* Task to carry out: Pull every line with "LoadProgress" from the data.

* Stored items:
○ ○ ○ ○ ○ ○ ○

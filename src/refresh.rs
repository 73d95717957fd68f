//! Card refresh / invalidation notifications.
//!
//! The card (or the toolkit application running on it) can announce that
//! files changed behind our back, that the application restarted, or that
//! the whole card is about to reset.  The engine reacts by re-running the
//! record load or by powering the radio down; see
//! [`CardService`](crate::app::service::CardService) for the dispatch.

/// Application identity a refresh may be scoped to (card AID, hex string).
pub type AppId = heapless::String<32>;

/// What kind of refresh the card announced.
#[derive(Debug, Clone, Copy, PartialEq, Eq)]
pub enum RefreshKind {
    /// One or more files changed; cached records are stale.
    FileUpdate,
    /// The application re-initialised; reload everything.
    Init,
    /// The card is resetting; power the radio down and wait for the host.
    Reset,
}

/// An out-of-band refresh notification.
#[derive(Debug, Clone, PartialEq, Eq)]
pub struct RefreshEvent {
    pub kind: RefreshKind,
    /// When present, the refresh applies only to this application.
    /// Events for other applications are ignored entirely.
    pub target: Option<AppId>,
}

impl RefreshEvent {
    pub fn new(kind: RefreshKind) -> Self {
        Self { kind, target: None }
    }

    pub fn for_app(kind: RefreshKind, aid: &str) -> Self {
        let mut target = AppId::new();
        // Char-wise so an oversized identity truncates on a boundary.
        for ch in aid.chars() {
            if target.push(ch).is_err() {
                break;
            }
        }
        Self {
            kind,
            target: Some(target),
        }
    }

    /// Whether this event applies to the application identified by `aid`.
    /// An absent filter matches everything.
    pub fn applies_to(&self, aid: &str) -> bool {
        match &self.target {
            None => true,
            Some(t) => t.as_str() == aid,
        }
    }
}
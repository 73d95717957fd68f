//! Outbound application events.
//!
//! The [`CardService`](super::service::CardService) emits these through
//! the [`EventSink`](super::ports::EventSink) port.  Adapters on the
//! other side decide what to do with them — log them, broadcast to the
//! telephony framework, record them in tests.

use crate::error::FailCause;
use crate::session::SessionState;

/// Structured events emitted by the application core.
#[derive(Debug, Clone, PartialEq, Eq)]
pub enum AppEvent {
    /// A record load batch was issued (carries the batch generation).
    RecordLoadStarted { generation: u32 },

    /// Every request of the batch has completed; derived properties have
    /// been published.  `provisioned` reflects the subscription check.
    AllRecordsLoaded { provisioned: bool },

    /// The session machine transitioned between states.
    SessionStateChanged {
        from: SessionState,
        to: SessionState,
    },

    /// A connection attempt failed with a terminal cause.
    SessionFailed(FailCause),

    /// A retry is pending; the host should deliver
    /// [`Event::RetryWindowElapsed`](crate::events::Event::RetryWindowElapsed)
    /// after the delay.
    RetryPending { delay_ms: u32 },

    /// The radio was powered down (hard reset or card reset refresh).
    RadioPoweredDown,
}
//! Fuzz target: load/session dispatch bookkeeping.
//!
//! Interprets the input as a stream of completion deliveries (arbitrary
//! correlation ids, arbitrary outcomes, interleaved reloads) and asserts
//! the counter invariants: pending never wraps, completion latches once,
//! stale ids never touch newer generations.
//!
//! cargo fuzz run fuzz_load_dispatch

#![no_main]

use cardlink::app::ports::TransportPort;
use cardlink::config::SystemConfig;
use cardlink::error::TransportError;
use cardlink::records::{LoadProgress, RecordLoader};
use cardlink::transport::{Command, CorrelationId, Outcome, Response};
use libfuzzer_sys::fuzz_target;

struct NullTransport {
    next_id: u32,
}

impl TransportPort for NullTransport {
    fn send(&mut self, _command: Command) -> CorrelationId {
        self.next_id += 1;
        CorrelationId(self.next_id)
    }
}

fn outcome_for(byte: u8) -> Outcome {
    match byte % 4 {
        0 => Err(TransportError::Timeout),
        1 => Err(TransportError::Unavailable),
        2 => {
            let mut v = heapless::Vec::new();
            let _ = v.extend_from_slice(&[byte, byte, 0x01, 0x2C]);
            Ok(Response::Data(v))
        }
        _ => {
            let mut s = heapless::String::new();
            let _ = s.push_str("310004123456789");
            Ok(Response::Imsi(s))
        }
    }
}

fuzz_target!(|data: &[u8]| {
    let mut transport = NullTransport { next_id: 0 };
    let mut loader = RecordLoader::new(&SystemConfig::default());
    loader.begin_load(&mut transport);

    let mut completions = 0u32;
    for pair in data.chunks(2) {
        let id = u32::from(pair[0]);
        match pair.get(1) {
            // A zero opcode supersedes the batch mid-flight.
            Some(0) => {
                loader.begin_load(&mut transport);
                completions = 0;
            }
            Some(b) => {
                if loader.on_result(CorrelationId(id), &outcome_for(*b))
                    == LoadProgress::Completed
                {
                    completions += 1;
                }
            }
            None => {
                let _ = loader.on_result(CorrelationId(id), &Err(TransportError::Timeout));
            }
        }
        // At most one completion per generation; the counter never wraps.
        assert!(completions <= 1);
        assert!(loader.pending() <= 9);
        if loader.is_loaded() {
            assert_eq!(loader.pending(), 0);
        }
    }
});
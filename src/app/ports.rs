//! Port traits — the hexagonal boundary between domain logic and the outside world.
//!
//! ```text
//!   Adapter ──▶ Port trait ──▶ CardService (domain)
//! ```
//!
//! Driven adapters (modem channel, property store, host notification
//! plumbing) implement these traits.  The
//! [`CardService`](super::service::CardService) consumes them at call
//! sites, so the domain core never touches the radio directly.

use crate::app::events::AppEvent;
use crate::config::SystemConfig;
use crate::transport::{Command, CorrelationId};

// ───────────────────────────────────────────────────────────────
// Transport port (driven adapter: domain → modem channel)
// ───────────────────────────────────────────────────────────────

/// Command side of the transport channel.
///
/// `send` only enqueues: the adapter returns a correlation ticket
/// immediately and posts the completion later as
/// [`Event::TransportResult`](crate::events::Event::TransportResult) on
/// the event queue.  Issue and completion are never the same dispatch
/// step, even for an adapter that could answer synchronously.
pub trait TransportPort {
    /// Issue one command.  The returned id pairs the eventual completion
    /// with this call.
    fn send(&mut self, command: Command) -> CorrelationId;
}

// ───────────────────────────────────────────────────────────────
// Event sink port (driven adapter: domain → host notifications)
// ───────────────────────────────────────────────────────────────

/// The domain emits structured [`AppEvent`]s through this port.
/// Adapters decide where they go (log, IPC broadcast, test recorder).
pub trait EventSink {
    fn emit(&mut self, event: &AppEvent);
}

// ───────────────────────────────────────────────────────────────
// Property sink port (driven adapter: domain → system properties)
// ───────────────────────────────────────────────────────────────

/// Receives the derived identity values published once a record load
/// completes.  Values are re-published on every completed load; adapters
/// should treat repeats as idempotent overwrites.
pub trait PropertySink {
    /// Operator numeric (MCC+MNC digit string).
    fn set_operator_numeric(&mut self, numeric: &str);

    /// ISO 3166 country code derived from the MCC.
    fn set_iso_country(&mut self, country: &str);

    /// Best-match UI locale from the card's language preference lists.
    fn set_locale(&mut self, language: &str, country: &str);

    /// Carrier display name, only published when the card's display
    /// condition allows it.
    fn set_service_name(&mut self, name: &str);
}

// ───────────────────────────────────────────────────────────────
// Locale resolver port (driven adapter: MCC tables, host locale list)
// ───────────────────────────────────────────────────────────────

/// Lookup tables the engine does not own: MCC geography and the set of
/// locales the host can actually render.
pub trait LocaleResolver {
    /// ISO country code for a mobile country code, if known.
    fn country_for_mcc(&self, mcc: u16) -> Option<&'static str>;

    /// Smallest number of MNC digits used in the given country (2 or 3).
    fn mnc_length(&self, mcc: u16) -> u8;

    /// Whether the host supports a two-letter language code.
    fn supports_language(&self, language: &str) -> bool;
}

// ───────────────────────────────────────────────────────────────
// Configuration port (driven adapter: domain ↔ persistent config)
// ───────────────────────────────────────────────────────────────

/// Loads and persists engine configuration.
///
/// Implementations MUST validate before persisting: invalid ranges are
/// rejected with [`ConfigError::ValidationFailed`], not silently clamped.
pub trait ConfigPort {
    /// Load configuration from persistent storage.  First boot (nothing
    /// stored yet) reports [`ConfigError::NotFound`]; callers fall back
    /// to [`SystemConfig::default()`].
    fn load(&self) -> Result<SystemConfig, ConfigError>;

    /// Validate and persist configuration.
    fn save(&self, config: &SystemConfig) -> Result<(), ConfigError>;
}

/// Errors from [`ConfigPort`] operations.
#[derive(Debug)]
pub enum ConfigError {
    /// No config found in storage (first boot).
    NotFound,
    /// Stored config failed integrity / deserialization check.
    Corrupted,
    /// A config field failed range validation.
    /// The `&'static str` describes which field and why.
    ValidationFailed(&'static str),
    /// Generic I/O error from the storage backend.
    IoError,
}

impl core::fmt::Display for ConfigError {
    fn fmt(&self, f: &mut core::fmt::Formatter<'_>) -> core::fmt::Result {
        match self {
            Self::NotFound => write!(f, "config not found"),
            Self::Corrupted => write!(f, "config corrupted"),
            Self::ValidationFailed(msg) => write!(f, "validation failed: {}", msg),
            Self::IoError => write!(f, "I/O error"),
        }
    }
}
//! Bounded exponential-backoff retry policy for session setup.
//!
//! Pure bookkeeping: the policy only decides *whether* and *after how
//! long* to retry.  The engine owns no timers — it surfaces the delay and
//! the host delivers [`Event::RetryWindowElapsed`](crate::events::Event)
//! when the window passes.

use crate::config::SystemConfig;
use crate::error::FailCause;

/// What to do after a failed connection attempt.
#[derive(Debug, Clone, Copy, PartialEq, Eq)]
pub enum RetryDecision {
    /// Re-attempt after the given delay.
    Retry { delay_ms: u32 },
    /// Stop; surface the failure to the caller.
    GiveUp,
}

/// Per-connect-request retry state.
#[derive(Debug, Clone)]
pub struct RetryPolicy {
    max_attempts: u8,
    initial_delay_ms: u32,
    multiplier: u32,
    max_delay_ms: u32,
    /// Automatic re-attempts consumed since the last `reset`.
    attempts_used: u8,
}

impl RetryPolicy {
    pub fn new(config: &SystemConfig) -> Self {
        Self {
            max_attempts: config.retry_max_attempts,
            initial_delay_ms: config.retry_initial_delay_ms,
            multiplier: config.retry_backoff_multiplier.max(1),
            max_delay_ms: config.retry_max_delay_ms,
            attempts_used: 0,
        }
    }

    /// Forget accumulated attempts (fresh connect request, or success).
    pub fn reset(&mut self) {
        self.attempts_used = 0;
    }

    /// Decide the response to a failure with the given cause.
    pub fn next(&mut self, cause: FailCause) -> RetryDecision {
        if cause.is_permanent() || self.attempts_used >= self.max_attempts {
            return RetryDecision::GiveUp;
        }
        let mut delay = self.initial_delay_ms;
        for _ in 0..self.attempts_used {
            delay = delay.saturating_mul(self.multiplier).min(self.max_delay_ms);
        }
        self.attempts_used += 1;
        RetryDecision::Retry {
            delay_ms: delay.min(self.max_delay_ms),
        }
    }

    pub fn attempts_used(&self) -> u8 {
        self.attempts_used
    }
}
//! Application core — pure domain logic, zero I/O.
//!
//! This module contains the business rules for the card engine: record
//! loading, session orchestration, refresh handling, and property
//! publication.  All interaction with the modem and the host happens
//! through **port traits** defined in [`ports`], keeping this layer fully
//! testable without a real radio.

pub mod commands;
pub mod events;
pub mod ports;
pub mod service;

○ ○ ○ ○ ○ ○ ○

* Answer to this exercise:
use cardlink::records::{LoadProgress, RecordLoader};
                    == LoadProgress::Completed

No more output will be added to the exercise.